Records for the task section start

//! Filter configuration.
//!
//! Defaults reproduce the classic constants: eight insertion attempts half a
//! second apart, an immediate re-enumeration during teardown and a one
//! second quiesce poll.
//!
//! With the `serde` feature enabled, [`FilterConfig`] can be read from and
//! written to JSON:
//!
//! ```toml
//! [dependencies]
//! stackfilter = { version = "0.1", features = ["serde"] }
//! ```

use std::time::Duration;

use crate::FilterError;

/// Tunables of a [`StackFilter`](crate::StackFilter).
///
/// # Example
///
/// ```rust
/// use stackfilter::FilterConfig;
/// use std::time::Duration;
///
/// let config = FilterConfig::default()
///     .with_name("VolumeSpy")
///     .with_attach_retry_delay(Duration::from_millis(50));
/// assert_eq!(config.attach_attempts, 8);
/// assert!(config.validate().is_ok());
/// ```
#[derive(Debug, Clone, PartialEq, Eq)]
#[cfg_attr(feature = "serde", derive(serde::Serialize, serde::Deserialize))]
#[cfg_attr(feature = "serde", serde(default))]
pub struct FilterConfig {
    /// Driver identity registered with the host.
    pub name: String,
    /// Chain-insertion attempts per target before giving up.
    pub attach_attempts: u32,
    /// Delay after each failed insertion attempt.
    pub attach_retry_delay: Duration,
    /// Delay between teardown enumeration passes.
    pub teardown_interval: Duration,
    /// Upper bound on one wait for in-flight completions before re-checking.
    pub quiesce_poll_interval: Duration,
    /// Subscribe to resource-class activation notifications on load.
    pub watch_resource_classes: bool,
    /// Log the file name of every open passing through.
    pub log_opens: bool,
}

impl Default for FilterConfig {
    fn default() -> Self {
        Self {
            name: "StackFilter".to_string(),
            attach_attempts: 8,
            attach_retry_delay: Duration::from_millis(500),
            teardown_interval: Duration::ZERO,
            quiesce_poll_interval: Duration::from_secs(1),
            watch_resource_classes: true,
            log_opens: true,
        }
    }
}

impl FilterConfig {
    /// Set the driver identity.
    pub fn with_name(mut self, name: impl Into<String>) -> Self {
        self.name = name.into();
        self
    }

    /// Set the number of insertion attempts.
    pub fn with_attach_attempts(mut self, attempts: u32) -> Self {
        self.attach_attempts = attempts;
        self
    }

    /// Set the delay after a failed insertion attempt.
    pub fn with_attach_retry_delay(mut self, delay: Duration) -> Self {
        self.attach_retry_delay = delay;
        self
    }

    /// Set the delay between teardown passes.
    pub fn with_teardown_interval(mut self, interval: Duration) -> Self {
        self.teardown_interval = interval;
        self
    }

    /// Set the quiesce poll interval.
    pub fn with_quiesce_poll_interval(mut self, interval: Duration) -> Self {
        self.quiesce_poll_interval = interval;
        self
    }

    /// Enable or disable resource-class notifications.
    pub fn with_watch_resource_classes(mut self, watch: bool) -> Self {
        self.watch_resource_classes = watch;
        self
    }

    /// Enable or disable open logging.
    pub fn with_log_opens(mut self, log_opens: bool) -> Self {
        self.log_opens = log_opens;
        self
    }

    /// Check the configuration for values the filter cannot run with.
    ///
    /// # Errors
    ///
    /// - [`FilterError::Config`] for an empty name or zero insertion attempts
    pub fn validate(&self) -> Result<(), FilterError> {
        if self.name.trim().is_empty() {
            return Err(FilterError::Config("name must not be empty".into()));
        }
        if self.attach_attempts == 0 {
            return Err(FilterError::Config(
                "attach_attempts must be at least 1".into(),
            ));
        }
        if self.quiesce_poll_interval.is_zero() {
            return Err(FilterError::Config(
                "quiesce_poll_interval must be non-zero".into(),
            ));
        }
        Ok(())
    }

    /// Parse a configuration from JSON. Missing fields take their defaults.
    ///
    /// # Errors
    ///
    /// - [`FilterError::Config`] if the JSON is malformed or fails validation
    #[cfg(feature = "serde")]
    pub fn from_json(json: &str) -> Result<Self, FilterError> {
        let config: Self =
            serde_json::from_str(json).map_err(|e| FilterError::Config(e.to_string()))?;
        config.validate()?;
        Ok(config)
    }

    /// Serialize the configuration to pretty-printed JSON.
    ///
    /// # Errors
    ///
    /// - [`FilterError::Config`] if serialization fails
    #[cfg(feature = "serde")]
    pub fn to_json(&self) -> Result<String, FilterError> {
        serde_json::to_string_pretty(self).map_err(|e| FilterError::Config(e.to_string()))
    }
}
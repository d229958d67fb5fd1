//! Request path.
//!
//! | Request | Handling |
//! |---------|----------|
//! | any, on a node we do not know | completed with [`Status::InvalidParameter`] |
//! | `Create` | file name logged, then passed through |
//! | `Read` on a keyboard node | forwarded with a completion routine that logs keystrokes |
//! | everything else | passed through untouched |

use std::sync::Arc;

use log::{debug, info};

use super::{FilterNode, StackFilter};
use crate::{
    DeviceHost, Driver, FastIoCall, FastIoTable, FilterError, KeyboardInputData, MajorFunction,
    NodeId, QuiesceCounter, Request, Status,
};

impl Driver for StackFilter {
    fn dispatch(&self, host: &dyn DeviceHost, node: NodeId, mut request: Request) -> Status {
        let Some((filter_node, _lower)) = self.route(host, node) else {
            debug!("{:?} on unknown {node}", request.major());
            return request.complete(Status::InvalidParameter, 0);
        };
        match request.major() {
            MajorFunction::Create => self.dispatch_create(host, &filter_node, request),
            MajorFunction::Read if filter_node.is_input_stream() => {
                self.dispatch_key_read(host, &filter_node, request)
            }
            _ => pass_through(host, &filter_node, request),
        }
    }

    fn fast_io_table(&self) -> Option<FastIoTable> {
        Some(self.published_fast_io_table())
    }

    fn fast_io(&self, host: &dyn DeviceHost, node: NodeId, call: FastIoCall<'_>) -> bool {
        self.forward_fast_io(host, node, call)
    }

    fn fast_io_detach_device(&self, host: &dyn DeviceHost, source: NodeId, target: NodeId) {
        self.detach_on_notice(host, source, target);
    }

    fn resource_class_changed(
        &self,
        host: &dyn DeviceHost,
        control: NodeId,
        active: bool,
    ) -> Result<(), FilterError> {
        self.resource_class_event(host, control, active)
    }
}

impl StackFilter {
    fn dispatch_create(
        &self,
        host: &dyn DeviceHost,
        node: &FilterNode,
        request: Request,
    ) -> Status {
        if self.config.log_opens {
            match request.file() {
                Some(file) => info!("open {} via {}", file.name, node.id),
                None => info!("open (no file) via {}", node.id),
            }
        }
        pass_through(host, node, request)
    }

    fn dispatch_key_read(
        &self,
        host: &dyn DeviceHost,
        node: &FilterNode,
        mut request: Request,
    ) -> Status {
        request.copy_current_location_to_next();
        let pending = Arc::clone(&self.pending);
        request.set_completion(move |request| log_keystrokes(&pending, request));
        let in_flight = self.pending.begin_async();
        debug!("read on {} forwarded to {}, {in_flight} in flight", node.id, node.lower);
        host.call(node.lower, request)
    }
}

fn pass_through(host: &dyn DeviceHost, node: &FilterNode, mut request: Request) -> Status {
    request.skip_current_location();
    host.call(node.lower, request)
}

fn log_keystrokes(pending: &QuiesceCounter, request: &mut Request) {
    let status = request.io_status();
    if status.status.is_success() {
        for key in KeyboardInputData::decode_all(request.buffer(), status.information) {
            info!("scan code 0x{:02x} {}", key.make_code, key.flags.label());
        }
    }
    pending.on_complete();
}
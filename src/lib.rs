//! # stackfilter
//!
//! Attachable **filter nodes for ordered device stacks**.
//!
//! A device stack is a chain of nodes servicing one resource (a mounted
//! volume, a keyboard). Requests enter at the top and travel down. This
//! crate inserts one filter node per stack, forwards everything that reaches
//! it and takes every node out again on unload.
//!
//! ---
//!
//! ## Quick Start
//!
//! ```rust
//! use stackfilter::{
//!     Characteristics, DeviceHost, DeviceType, DriverId, FilterConfig, MemoryHost, NodeFlags,
//!     StackFilter,
//! };
//!
//! let host = MemoryHost::new();
//! let fs = DriverId::new("Fs");
//! host.add_terminal_driver(&fs);
//! let control = host
//!     .create_node(&fs, DeviceType::DiskFileSystem, NodeFlags::empty(), Characteristics::empty())
//!     .unwrap();
//! let volume = host
//!     .create_node(&fs, DeviceType::DiskFileSystem, NodeFlags::DIRECT_IO, Characteristics::empty())
//!     .unwrap();
//!
//! let filter = StackFilter::new(FilterConfig::default()).unwrap();
//! filter.load(&host).unwrap();
//!
//! // The file system announces itself: the filter attaches to it and to its volumes.
//! assert!(host.activate_class(control).is_empty());
//! assert!(filter.is_attached(&host, control));
//! assert!(filter.is_attached(&host, volume));
//!
//! let report = filter.unload(&host).unwrap();
//! assert_eq!(report.detached, 2);
//! ```
//!
//! ---
//!
//! ## Core Types
//!
//! | Type | Purpose |
//! |------|---------|
//! | [`StackFilter`] | The filter driver: attach, dispatch, fast path, unload |
//! | [`DeviceHost`] | Primitives consumed from the stack owner |
//! | [`Driver`] | What every node owner implements |
//! | [`MemoryHost`] | In-process host with fault injection and a simulated clock |
//! | [`Request`] | A request with per-level stack locations and completion routines |
//! | [`FastIoTable`] | Declared-size capability table with a safe probe |
//! | [`QuiesceCounter`] | In-flight completion count teardown waits on |
//! | [`FilterConfig`] | Retry bounds, delays, notification and logging toggles |
//! | [`FilterError`] | Error type with node and driver context |
//!
//! ---
//!
//! ## Two Paths
//!
//! ```text
//! request path:  host.call(top) ──▶ StackFilter::dispatch ──▶ host.call(lower) ──▶ ...
//! fast path:     StackFilter::fast_io ──probe──▶ lower table ──▶ lower fast_io | false
//! ```
//!
//! The request path always forwards. The fast path forwards only when the
//! lower driver's table is large enough to hold the slot and the slot is
//! populated; otherwise it answers `false` and the host falls back to the
//! request path.
//!
//! ---
//!
//! ## Thread Safety
//!
//! All traits require `Send + Sync` and take `&self`. The request and fast
//! paths resolve the node below from host state and take no filter lock.
//! The filter's own node table sits behind a `RwLock` and only serves
//! attachment and teardown bookkeeping. No filter lock is held while
//! calling into the host.
//!
//! ---
//!
//! ## Logging
//!
//! Events go through the [`log`](https://docs.rs/log) facade: attach, detach,
//! unload, opened files and keystrokes at `info`, routing decisions at
//! `debug`, swallowed failures at `warn`, fast-path forwards at `trace`.
//!
//! ---
//!
//! ## Feature Flags
//!
//! | Feature | Description |
//! |---------|-------------|
//! | `serde` | Serialization for [`FilterConfig`] and plain data types, plus JSON helpers |

// Private modules
mod config;
mod enumeration;
mod error;
mod ext;
mod fast_io;
mod filter;
mod memory;
mod quiesce;
mod request;
mod traits;
mod types;

// Public re-exports - error types
pub use error::FilterError;

// Public re-exports - core types
pub use types::{
    Characteristics, CompressedDataInfo, DeviceType, DriverId, FileBasicInformation,
    FileNetworkOpenInformation, FileObject, FileStandardInformation, IoStatus, KeyFlags,
    KeyboardInputData, Mdl, NodeFlags, NodeId, NodeInfo, ProcessId, Status,
};

// Public re-exports - requests
pub use request::{AddressOverride, CompletionRoutine, MajorFunction, Request, StackLocation};

// Public re-exports - fast path
pub use fast_io::{FastIoCall, FastIoKind, FastIoSet, FastIoTable};

// Public re-exports - traits
pub use traits::{DeviceHost, Driver, NodeRef};

// Public re-exports - filter
pub use filter::{ClassAttachReport, FilterNode, FilterState, StackFilter, TeardownReport};

// Public re-exports - infrastructure
pub use config::FilterConfig;
pub use enumeration::{ENUMERATION_CAPACITY, Enumerated, EnumerationBuffer};
pub use ext::DeviceHostExt;
pub use memory::MemoryHost;
pub use quiesce::QuiesceCounter;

Records for the task section end

** Task statement **
Look through the data and show every line containing "NodeFlags".

** Final answer **
//!     Characteristics, DeviceHost, DeviceType, DriverId, FilterConfig, MemoryHost, NodeFlags,
//!     .create_node(&fs, DeviceType::DiskFileSystem, NodeFlags::empty(), Characteristics::empty())
//!     .create_node(&fs, DeviceType::DiskFileSystem, NodeFlags::DIRECT_IO, Characteristics::empty())
    KeyboardInputData, Mdl, NodeFlags, NodeId, NodeInfo, ProcessId, Status,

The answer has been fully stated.